Pathogenesis of atherosclerosis and the role of 3-hydroxy-3-methylglutaryl coenzyme A reductase inhibitors

Abstract

Atherosclerosis is a complex multifactorial process resulting from an excessive inflammatory/fibroproliferative response to various forms of injurious stimuli to the arterial wall. The potential interactions of cells, cytokines, and growth-regulatory molecules among the different cells in the atherosclerotic lesion present numerous opportunities for modulating lesion formation and progression. Smooth muscle cell (SMC) migration and proliferation, together with lipid deposition, are now recognized as the major phenomena occurring within the arterial wall, and thus these phenomena serve as targets for pharmacologic intervention. in the process of atherogenesis. Migration and proliferation of SMC are key events in atherosclerosis—and in restenosis after angioplasty. An understanding of the factors that induce such events is important for the prevention and treatment of these diseases. Mevalonate and other intermediates of cholesterol synthesis (isoprenoids) are essential for cell proliferation; hence drugs affecting this metabolic pathway are potential antiatherosclerotic agents.

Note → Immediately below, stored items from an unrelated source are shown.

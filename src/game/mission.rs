//! Secret missions
//!
//! A mission is drawn once at game start and never changes. Evaluating it only
//! reads the registry, so it can be checked any number of times.

use crate::core::{ArmyColor, Registry};
use crate::game::rng::RandomSource;
use crate::{Result, WarError};
use serde::{Deserialize, Serialize};
use std::fmt;

/// Territories the player must hold to satisfy [`MissionKind::ConquerThreshold`]
pub const CONQUER_THRESHOLD: usize = 3;

#[derive(Debug, Clone, Copy, PartialEq, Eq, Hash, Serialize, Deserialize)]
pub enum MissionKind {
    /// Leave the target color without troops anywhere on the map
    DestroyArmy,
    /// Hold at least [`CONQUER_THRESHOLD`] territories
    ConquerThreshold,
}

#[derive(Debug, Clone, PartialEq, Eq, Serialize, Deserialize)]
pub struct Mission {
    pub kind: MissionKind,

    /// Target army; always `Some` for DestroyArmy and `None` otherwise
    pub target: Option<ArmyColor>,
}

impl Mission {
    pub fn destroy_army(target: impl Into<ArmyColor>) -> Self {
        Mission {
            kind: MissionKind::DestroyArmy,
            target: Some(target.into()),
        }
    }

    pub fn conquer_threshold() -> Self {
        Mission {
            kind: MissionKind::ConquerThreshold,
            target: None,
        }
    }

    /// Has the player completed this mission?
    pub fn evaluate(&self, registry: &Registry, player_color: &ArmyColor) -> bool {
        match self.kind {
            MissionKind::DestroyArmy => match &self.target {
                // An owned territory with zero troops does not keep the army alive
                Some(target) => !registry
                    .iter()
                    .any(|t| t.is_owned_by(target) && t.has_troops()),
                None => false,
            },
            MissionKind::ConquerThreshold => {
                registry.count_owned_by(player_color) >= CONQUER_THRESHOLD
            }
        }
    }

    /// Human-readable objective
    pub fn describe(&self) -> String {
        match (&self.kind, &self.target) {
            (MissionKind::DestroyArmy, Some(target)) => format!("Destroy the {} army", target),
            (MissionKind::DestroyArmy, None) => "Destroy an unknown army".to_string(),
            (MissionKind::ConquerThreshold, _) => format!(
                "Conquer {} territories (hold at least {} territories)",
                CONQUER_THRESHOLD, CONQUER_THRESHOLD
            ),
        }
    }
}

impl fmt::Display for Mission {
    fn fmt(&self, f: &mut fmt::Formatter<'_>) -> fmt::Result {
        write!(f, "{}", self.describe())
    }
}

/// Draw a mission for the player
///
/// The kind is a fair coin. For DestroyArmy the target is redrawn from the
/// palette up to `retry_attempts` times until it differs from the player's
/// color; if every draw collides, the first eligible palette color is used.
pub fn assign_mission(
    player_color: &ArmyColor,
    palette: &[ArmyColor],
    retry_attempts: u32,
    rng: &mut dyn RandomSource,
) -> Result<Mission> {
    let kind = if rng.uniform(0, 1) == 0 {
        MissionKind::DestroyArmy
    } else {
        MissionKind::ConquerThreshold
    };

    if kind == MissionKind::ConquerThreshold {
        return Ok(Mission::conquer_threshold());
    }

    let fallback = palette
        .iter()
        .find(|c| *c != player_color)
        .ok_or_else(|| WarError::NoValidTarget(player_color.clone()))?;

    let last = (palette.len() - 1) as u32;
    let drawn = (0..retry_attempts)
        .map(|_| &palette[rng.uniform(0, last) as usize])
        .find(|c| *c != player_color);

    Ok(Mission::destroy_army(drawn.unwrap_or(fallback).clone()))
}

#[cfg(test)]
mod tests {
    use super::*;
    use crate::core::Territory;
    use crate::game::rng::{GameRng, ScriptedRolls};

    fn palette() -> Vec<ArmyColor> {
        ["Verde", "Azul", "Vermelho", "Amarelo", "Roxo"]
            .iter()
            .map(|c| ArmyColor::new(*c))
            .collect()
    }

    fn registry_with_owners(owners: &[(&str, u32)]) -> Registry {
        Registry::from_territories(
            owners
                .iter()
                .enumerate()
                .map(|(i, (color, troops))| Territory::new(format!("T{}", i + 1), *color, *troops))
                .collect(),
        )
    }

    #[test]
    fn test_assign_conquer_threshold() {
        let mut rolls = ScriptedRolls::new([1]);
        let mission = assign_mission(&ArmyColor::new("Azul"), &palette(), 10, &mut rolls).unwrap();
        assert_eq!(mission, Mission::conquer_threshold());
        assert!(mission.target.is_none());
    }

    #[test]
    fn test_assign_destroy_army_skips_player_color() {
        // kind = DestroyArmy, then draw "Azul" (player), then "Roxo"
        let mut rolls = ScriptedRolls::new([0, 1, 4]);
        let mission = assign_mission(&ArmyColor::new("Azul"), &palette(), 10, &mut rolls).unwrap();
        assert_eq!(mission, Mission::destroy_army("Roxo"));
    }

    #[test]
    fn test_assign_falls_back_after_retries() {
        // Every draw lands on the player's color
        let mut rolls = ScriptedRolls::new([0, 1, 1, 1]);
        let mission = assign_mission(&ArmyColor::new("Azul"), &palette(), 3, &mut rolls).unwrap();
        assert_eq!(mission, Mission::destroy_army("Verde"));
    }

    #[test]
    fn test_assign_degenerate_palette() {
        let only_player = vec![ArmyColor::new("Azul")];
        let mut rolls = ScriptedRolls::new([0]);
        let err = assign_mission(&ArmyColor::new("Azul"), &only_player, 10, &mut rolls).unwrap_err();
        assert!(matches!(err, WarError::NoValidTarget(_)));
    }

    #[test]
    fn test_assigned_target_never_player_color() {
        let player = ArmyColor::new("Azul");
        let mut rng = GameRng::from_seed(3);
        for _ in 0..200 {
            let mission = assign_mission(&player, &palette(), 10, &mut rng).unwrap();
            if let Some(target) = mission.target {
                assert_ne!(target, player);
            }
        }
    }

    #[test]
    fn test_destroy_army_evaluation() {
        let player = ArmyColor::new("Azul");
        let mission = Mission::destroy_army("Verde");

        let alive = registry_with_owners(&[("Verde", 2), ("Azul", 3)]);
        assert!(!mission.evaluate(&alive, &player));

        // Nominal owner with zero troops counts as destroyed
        let depopulated = registry_with_owners(&[("Verde", 0), ("Azul", 3)]);
        assert!(mission.evaluate(&depopulated, &player));

        let gone = registry_with_owners(&[("Azul", 1), ("Roxo", 3)]);
        assert!(mission.evaluate(&gone, &player));
    }

    #[test]
    fn test_conquer_threshold_evaluation() {
        let player = ArmyColor::new("Azul");
        let mission = Mission::conquer_threshold();

        let three = registry_with_owners(&[
            ("Azul", 1),
            ("Azul", 2),
            ("Verde", 4),
            ("Azul", 1),
            ("Roxo", 5),
        ]);
        assert!(mission.evaluate(&three, &player));

        let two = registry_with_owners(&[
            ("Azul", 1),
            ("Verde", 2),
            ("Verde", 4),
            ("Azul", 1),
            ("Roxo", 5),
        ]);
        assert!(!mission.evaluate(&two, &player));

        // Ownership counts even with no troops left
        let zero_troops = registry_with_owners(&[("Azul", 0), ("Azul", 0), ("Azul", 0)]);
        assert!(mission.evaluate(&zero_troops, &player));
    }

    #[test]
    fn test_evaluation_is_idempotent() {
        let player = ArmyColor::new("Azul");
        let registry = registry_with_owners(&[("Verde", 2), ("Azul", 3)]);
        let before = registry.clone();

        for mission in [Mission::destroy_army("Verde"), Mission::conquer_threshold()] {
            let first = mission.evaluate(&registry, &player);
            let second = mission.evaluate(&registry, &player);
            assert_eq!(first, second);
        }
        assert_eq!(registry, before);
    }

    #[test]
    fn test_describe() {
        assert_eq!(Mission::destroy_army("Roxo").describe(), "Destroy the Roxo army");
        assert!(Mission::conquer_threshold().describe().starts_with("Conquer 3 territories"));
    }
}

Recently, this group provided in vitro and in vivo evidence of decreases in SMC proliferation by fluvastatin and simvastatin, but not pravastatin, independent of their cholesterol-lowering properties. The in vitro inhibition of cell migration and proliferation induced by simvastatin and fluvastatin (70–90% decrease) was completely prevented by the addition of mevalonate, and partially prevented (70–80%) by famesol or geronylgeraniol. This confirms the specific role of isoprenoid metabolites—most probably geronylgerylated protein(s)—in regulating cell migration and proliferation. The inhibitory effect of fluvastatin and simvastatin on cholesterol esterification induced by acetyl low density lipoprotein in macrophages was also prevented by the addition of geranylgeraniol. Taken together, these data support the importance of pharmacologic modulation of the mevalonate pathway in controlling major events involved in atherogenesis.